### [Task item]
Going line by line through the entries, count those containing "fallback" and state only the result.
[Records for the exercise — start]
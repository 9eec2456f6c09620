//! Shared application state for `Leadgate` server.
//!
//! A single [`AppState`] is constructed at startup and shared across all
//! Axum handlers via `Arc`. It holds the resolved admission configuration,
//! the telemetry store, the subscription service, the document renderer used
//! by the fallback download, and the admin credential settings.

use std::sync::Arc;

use leadgate_core::config::AdmissionConfig;
use leadgate_core::document::DocumentRenderer;
use leadgate_core::subscription::SubscriptionService;
use leadgate_core::telemetry::TelemetryStore;

use crate::middleware::AdminAuth;

/// Shared application state passed to all HTTP handlers.
pub struct AppState {
    /// Resolved admission thresholds (reported by `?config=true`).
    pub admission: Arc<AdmissionConfig>,
    /// Admission decision log.
    pub telemetry: Arc<dyn TelemetryStore>,
    /// Admission, registration and document follow-up.
    pub subscriptions: SubscriptionService,
    /// Renderer for the fallback download endpoint.
    pub renderer: Arc<dyn DocumentRenderer>,
    /// Admin credential settings.
    pub admin: AdminAuth,
}

impl std::fmt::Debug for AppState {
    fn fmt(&self, f: &mut std::fmt::Formatter<'_>) -> std::fmt::Result {
        f.debug_struct("AppState").finish_non_exhaustive()
    }
}
//! Admin credential middleware.
//!
//! Guards the bot-detection telemetry routes. The caller presents the shared
//! secret in `x-admin-token`; it is compared in constant time against the
//! configured token. Without a configured token, reads are denied unless
//! fail-open was explicitly enabled, and destructive requests are always
//! denied.

use std::sync::Arc;

use axum::extract::{Request, State};
use axum::http::Method;
use axum::middleware::Next;
use axum::response::Response;
use subtle::ConstantTimeEq;
use tracing::warn;

use crate::error::AppError;
use crate::state::AppState;

/// Header carrying the admin shared secret.
pub const ADMIN_TOKEN_HEADER: &str = "x-admin-token";

/// Admin credential settings.
#[derive(Clone, Default)]
pub struct AdminAuth {
    token: Option<String>,
    fail_open: bool,
}

impl AdminAuth {
    #[must_use]
    pub fn new(token: Option<String>, fail_open: bool) -> Self {
        Self {
            token: token.filter(|t| !t.is_empty()),
            fail_open,
        }
    }

    /// Decide whether a request presenting `presented` may proceed.
    ///
    /// `destructive` marks requests that mutate telemetry.
    ///
    /// # Errors
    ///
    /// Returns `AppError::Unauthorized` when the request is not allowed.
    pub fn authorize(&self, presented: Option<&str>, destructive: bool) -> Result<(), AppError> {
        let Some(expected) = &self.token else {
            if destructive || !self.fail_open {
                return Err(AppError::Unauthorized(
                    "admin token is not configured".to_owned(),
                ));
            }
            warn!("admin read allowed without a configured token (fail-open)");
            return Ok(());
        };

        let Some(presented) = presented else {
            return Err(AppError::Unauthorized(format!(
                "missing {ADMIN_TOKEN_HEADER} header"
            )));
        };

        if bool::from(presented.as_bytes().ct_eq(expected.as_bytes())) {
            Ok(())
        } else {
            Err(AppError::Unauthorized("invalid admin token".to_owned()))
        }
    }
}

impl std::fmt::Debug for AdminAuth {
    fn fmt(&self, f: &mut std::fmt::Formatter<'_>) -> std::fmt::Result {
        f.debug_struct("AdminAuth")
            .field("token_configured", &self.token.is_some())
            .field("fail_open", &self.fail_open)
            .finish()
    }
}

/// Axum middleware that checks the admin credential.
///
/// # Errors
///
/// Returns `AppError::Unauthorized` if the credential check fails.
pub async fn admin_middleware(
    State(state): State<Arc<AppState>>,
    req: Request,
    next: Next,
) -> Result<Response, AppError> {
    let presented = req
        .headers()
        .get(ADMIN_TOKEN_HEADER)
        .and_then(|v| v.to_str().ok());
    let destructive = req.method() == Method::DELETE;

    if let Err(e) = state.admin.authorize(presented, destructive) {
        warn!(
            method = %req.method(),
            path = %req.uri().path(),
            "admin request denied"
        );
        return Err(e);
    }

    Ok(next.run(req).await)
}

#[cfg(test)]
mod tests {
    use super::*;

    #[test]
    fn configured_token_must_match() {
        let auth = AdminAuth::new(Some("s3cret".to_owned()), false);
        assert!(auth.authorize(Some("s3cret"), false).is_ok());
        assert!(auth.authorize(Some("s3cret"), true).is_ok());
        assert!(auth.authorize(Some("s3cre"), false).is_err());
        assert!(auth.authorize(Some("s3cret-and-more"), false).is_err());
        assert!(auth.authorize(None, false).is_err());
    }

    #[test]
    fn unconfigured_fails_closed() {
        let auth = AdminAuth::new(None, false);
        assert!(auth.authorize(None, false).is_err());
        assert!(auth.authorize(Some("anything"), false).is_err());
    }

    #[test]
    fn fail_open_covers_reads_only() {
        let auth = AdminAuth::new(None, true);
        assert!(auth.authorize(None, false).is_ok());
        assert!(auth.authorize(None, true).is_err());
    }

    #[test]
    fn empty_token_counts_as_unconfigured() {
        let auth = AdminAuth::new(Some(String::new()), false);
        assert!(auth.authorize(Some(""), false).is_err());
    }
}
[Records for the exercise — finish]
### [Output of the exercise]
2